Saved entries:
● ● ●

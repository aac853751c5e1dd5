//! Incident Risk Predictor CLI
//!
//! A command-line tool for feeding telemetry to the incident agent,
//! training its model and inspecting predictions, alerts and backtests.

mod client;
mod commands;
mod config;
mod output;

use anyhow::Result;
use clap::{Parser, Subcommand};
use commands::{evaluation, pipeline, predictions};
use std::path::PathBuf;

/// Incident Risk Predictor CLI
#[derive(Parser)]
#[command(name = "irp")]
#[command(author, version, about = "CLI for the Incident Risk Predictor", long_about = None)]
pub struct Cli {
    /// API endpoint URL (can also be set via IRP_API_URL env var or ~/.config/irp/config.json)
    #[arg(long, env = "IRP_API_URL")]
    pub api_url: Option<String>,

    /// Output format
    #[arg(long, short, default_value = "table")]
    pub format: output::OutputFormat,

    #[command(subcommand)]
    pub command: Commands,
}

#[derive(Subcommand)]
pub enum Commands {
    /// Ingest telemetry events from a JSON file
    Ingest {
        /// File holding an array of events or {"events": [...]}
        file: PathBuf,
    },

    /// Rebuild the feature store from buffered telemetry
    Etl {
        /// Bucket width in minutes (1-120)
        #[arg(long, default_value_t = 5)]
        bucket_minutes: u32,

        /// Lookback window in hours (1-168)
        #[arg(long, default_value_t = 24)]
        lookback_hours: u32,
    },

    /// Label the feature store and train the risk model
    Train {
        /// Label horizon in hours (1-48)
        #[arg(long, default_value_t = 6)]
        horizon_hours: u32,

        /// Error or timeout rate that marks a bucket as an incident
        #[arg(long, default_value_t = 0.2)]
        incident_threshold: f64,

        /// SGD learning rate
        #[arg(long, default_value_t = 0.05)]
        learning_rate: f64,

        /// Passes over the labeled rows (1-500)
        #[arg(long, default_value_t = 100)]
        epochs: u32,
    },

    /// Score streams with the current model
    #[command(subcommand)]
    Predict(PredictCommands),

    /// Evaluate preventive alerts on the latest predictions
    Alerts {
        /// Minimum risk score that raises an alert
        #[arg(long, default_value_t = 0.8)]
        threshold: f64,

        /// Emit the Alertmanager webhook payload instead
        #[arg(long)]
        alertmanager: bool,
    },

    /// Evaluate the current model against freshly built labels
    Backtest {
        /// Label horizon in hours (1-48)
        #[arg(long, default_value_t = 6)]
        horizon_hours: u32,

        /// Error or timeout rate that marks a bucket as an incident
        #[arg(long, default_value_t = 0.2)]
        incident_threshold: f64,

        /// Number of riskiest rows used for precision and recall
        #[arg(long, default_value_t = 20)]
        top_k: usize,
    },

    /// Show buffer and feature store counters
    Summary,

    /// Show model weights and scaler statistics
    Model,

    /// Clear telemetry, features and model
    Reset,
}

#[derive(Subcommand)]
pub enum PredictCommands {
    /// Score the latest bucket of each stream in the feature store
    Live {
        /// Filter by service
        #[arg(long, short)]
        service: Option<String>,

        /// Filter by route
        #[arg(long, short)]
        route: Option<String>,
    },

    /// Score feature rows from a JSON file
    Batch {
        /// File holding an array of rows or {"items": [...]}
        file: PathBuf,
    },
}

#[tokio::main]
async fn main() -> Result<()> {
    let cli = Cli::parse();

    // Resolve endpoint: flag/env, then config file, then default
    let api_url = config::Config::load()?.resolve_api_url(cli.api_url);
    let client = client::ApiClient::new(&api_url)?;

    match cli.command {
        Commands::Ingest { file } => {
            pipeline::ingest(&client, &file, cli.format).await?;
        }
        Commands::Etl {
            bucket_minutes,
            lookback_hours,
        } => {
            pipeline::etl(&client, bucket_minutes, lookback_hours, cli.format).await?;
        }
        Commands::Train {
            horizon_hours,
            incident_threshold,
            learning_rate,
            epochs,
        } => {
            let request = client::TrainRequest {
                horizon_hours,
                incident_threshold,
                learning_rate,
                epochs,
            };
            pipeline::train(&client, request, cli.format).await?;
        }
        Commands::Predict(predict_cmd) => match predict_cmd {
            PredictCommands::Live { service, route } => {
                predictions::live(&client, service, route, cli.format).await?;
            }
            PredictCommands::Batch { file } => {
                predictions::batch(&client, &file, cli.format).await?;
            }
        },
        Commands::Alerts {
            threshold,
            alertmanager,
        } => {
            evaluation::alerts(&client, threshold, alertmanager, cli.format).await?;
        }
        Commands::Backtest {
            horizon_hours,
            incident_threshold,
            top_k,
        } => {
            let request = client::BacktestRequest {
                horizon_hours,
                incident_threshold,
                top_k,
            };
            evaluation::backtest(&client, request, cli.format).await?;
        }
        Commands::Summary => pipeline::summary(&client, cli.format).await?,
        Commands::Model => predictions::model(&client, cli.format).await?,
        Commands::Reset => pipeline::reset(&client, cli.format).await?,
    }

    Ok(())
}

● ● ●

> **What the exercise asks**
What is needed is a faithful transcription of every entry.

> **Response to this task**
repository aac853751c5e1dd5
//! Incident Risk Predictor CLI
//!
//! A command-line tool for feeding telemetry to the incident agent,
//! training its model and inspecting predictions, alerts and backtests.

mod client;
mod commands;
mod config;
mod output;

use anyhow::Result;
use clap::{Parser, Subcommand};
use commands::{evaluation, pipeline, predictions};
use std::path::PathBuf;

/// Incident Risk Predictor CLI
#[derive(Parser)]
#[command(name = "irp")]
#[command(author, version, about = "CLI for the Incident Risk Predictor", long_about = None)]
pub struct Cli {
    /// API endpoint URL (can also be set via IRP_API_URL env var or ~/.config/irp/config.json)
    #[arg(long, env = "IRP_API_URL")]
    pub api_url: Option<String>,

    /// Output format
    #[arg(long, short, default_value = "table")]
    pub format: output::OutputFormat,

    #[command(subcommand)]
    pub command: Commands,
}

#[derive(Subcommand)]
pub enum Commands {
    /// Ingest telemetry events from a JSON file
    Ingest {
        /// File holding an array of events or {"events": [...]}
        file: PathBuf,
    },

    /// Rebuild the feature store from buffered telemetry
    Etl {
        /// Bucket width in minutes (1-120)
        #[arg(long, default_value_t = 5)]
        bucket_minutes: u32,

        /// Lookback window in hours (1-168)
        #[arg(long, default_value_t = 24)]
        lookback_hours: u32,
    },

    /// Label the feature store and train the risk model
    Train {
        /// Label horizon in hours (1-48)
        #[arg(long, default_value_t = 6)]
        horizon_hours: u32,

        /// Error or timeout rate that marks a bucket as an incident
        #[arg(long, default_value_t = 0.2)]
        incident_threshold: f64,

        /// SGD learning rate
        #[arg(long, default_value_t = 0.05)]
        learning_rate: f64,

        /// Passes over the labeled rows (1-500)
        #[arg(long, default_value_t = 100)]
        epochs: u32,
    },

    /// Score streams with the current model
    #[command(subcommand)]
    Predict(PredictCommands),

    /// Evaluate preventive alerts on the latest predictions
    Alerts {
        /// Minimum risk score that raises an alert
        #[arg(long, default_value_t = 0.8)]
        threshold: f64,

        /// Emit the Alertmanager webhook payload instead
        #[arg(long)]
        alertmanager: bool,
    },

    /// Evaluate the current model against freshly built labels
    Backtest {
        /// Label horizon in hours (1-48)
        #[arg(long, default_value_t = 6)]
        horizon_hours: u32,

        /// Error or timeout rate that marks a bucket as an incident
        #[arg(long, default_value_t = 0.2)]
        incident_threshold: f64,

        /// Number of riskiest rows used for precision and recall
        #[arg(long, default_value_t = 20)]
        top_k: usize,
    },

    /// Show buffer and feature store counters
    Summary,

    /// Show model weights and scaler statistics
    Model,

    /// Clear telemetry, features and model
    Reset,
}

#[derive(Subcommand)]
pub enum PredictCommands {
    /// Score the latest bucket of each stream in the feature store
    Live {
        /// Filter by service
        #[arg(long, short)]
        service: Option<String>,

        /// Filter by route
        #[arg(long, short)]
        route: Option<String>,
    },

    /// Score feature rows from a JSON file
    Batch {
        /// File holding an array of rows or {"items": [...]}
        file: PathBuf,
    },
}

#[tokio::main]
async fn main() -> Result<()> {
    let cli = Cli::parse();

    // Resolve endpoint: flag/env, then config file, then default
    let api_url = config::Config::load()?.resolve_api_url(cli.api_url);
    let client = client::ApiClient::new(&api_url)?;

    match cli.command {
        Commands::Ingest { file } => {
            pipeline::ingest(&client, &file, cli.format).await?;
        }
        Commands::Etl {
            bucket_minutes,
            lookback_hours,
        } => {
            pipeline::etl(&client, bucket_minutes, lookback_hours, cli.format).await?;
        }
        Commands::Train {
            horizon_hours,
            incident_threshold,
            learning_rate,
            epochs,
        } => {
            let request = client::TrainRequest {
                horizon_hours,
                incident_threshold,
                learning_rate,
                epochs,
            };
            pipeline::train(&client, request, cli.format).await?;
        }
        Commands::Predict(predict_cmd) => match predict_cmd {
            PredictCommands::Live { service, route } => {
                predictions::live(&client, service, route, cli.format).await?;
            }
            PredictCommands::Batch { file } => {
                predictions::batch(&client, &file, cli.format).await?;
            }
        },
        Commands::Alerts {
            threshold,
            alertmanager,
        } => {
            evaluation::alerts(&client, threshold, alertmanager, cli.format).await?;
        }
        Commands::Backtest {
            horizon_hours,
            incident_threshold,
            top_k,
        } => {
            let request = client::BacktestRequest {
                horizon_hours,
                incident_threshold,
                top_k,
            };
            evaluation::backtest(&client, request, cli.format).await?;
        }
        Commands::Summary => pipeline::summary(&client, cli.format).await?,
        Commands::Model => predictions::model(&client, cli.format).await?,
        Commands::Reset => pipeline::reset(&client, cli.format).await?,
    }

    Ok(())
}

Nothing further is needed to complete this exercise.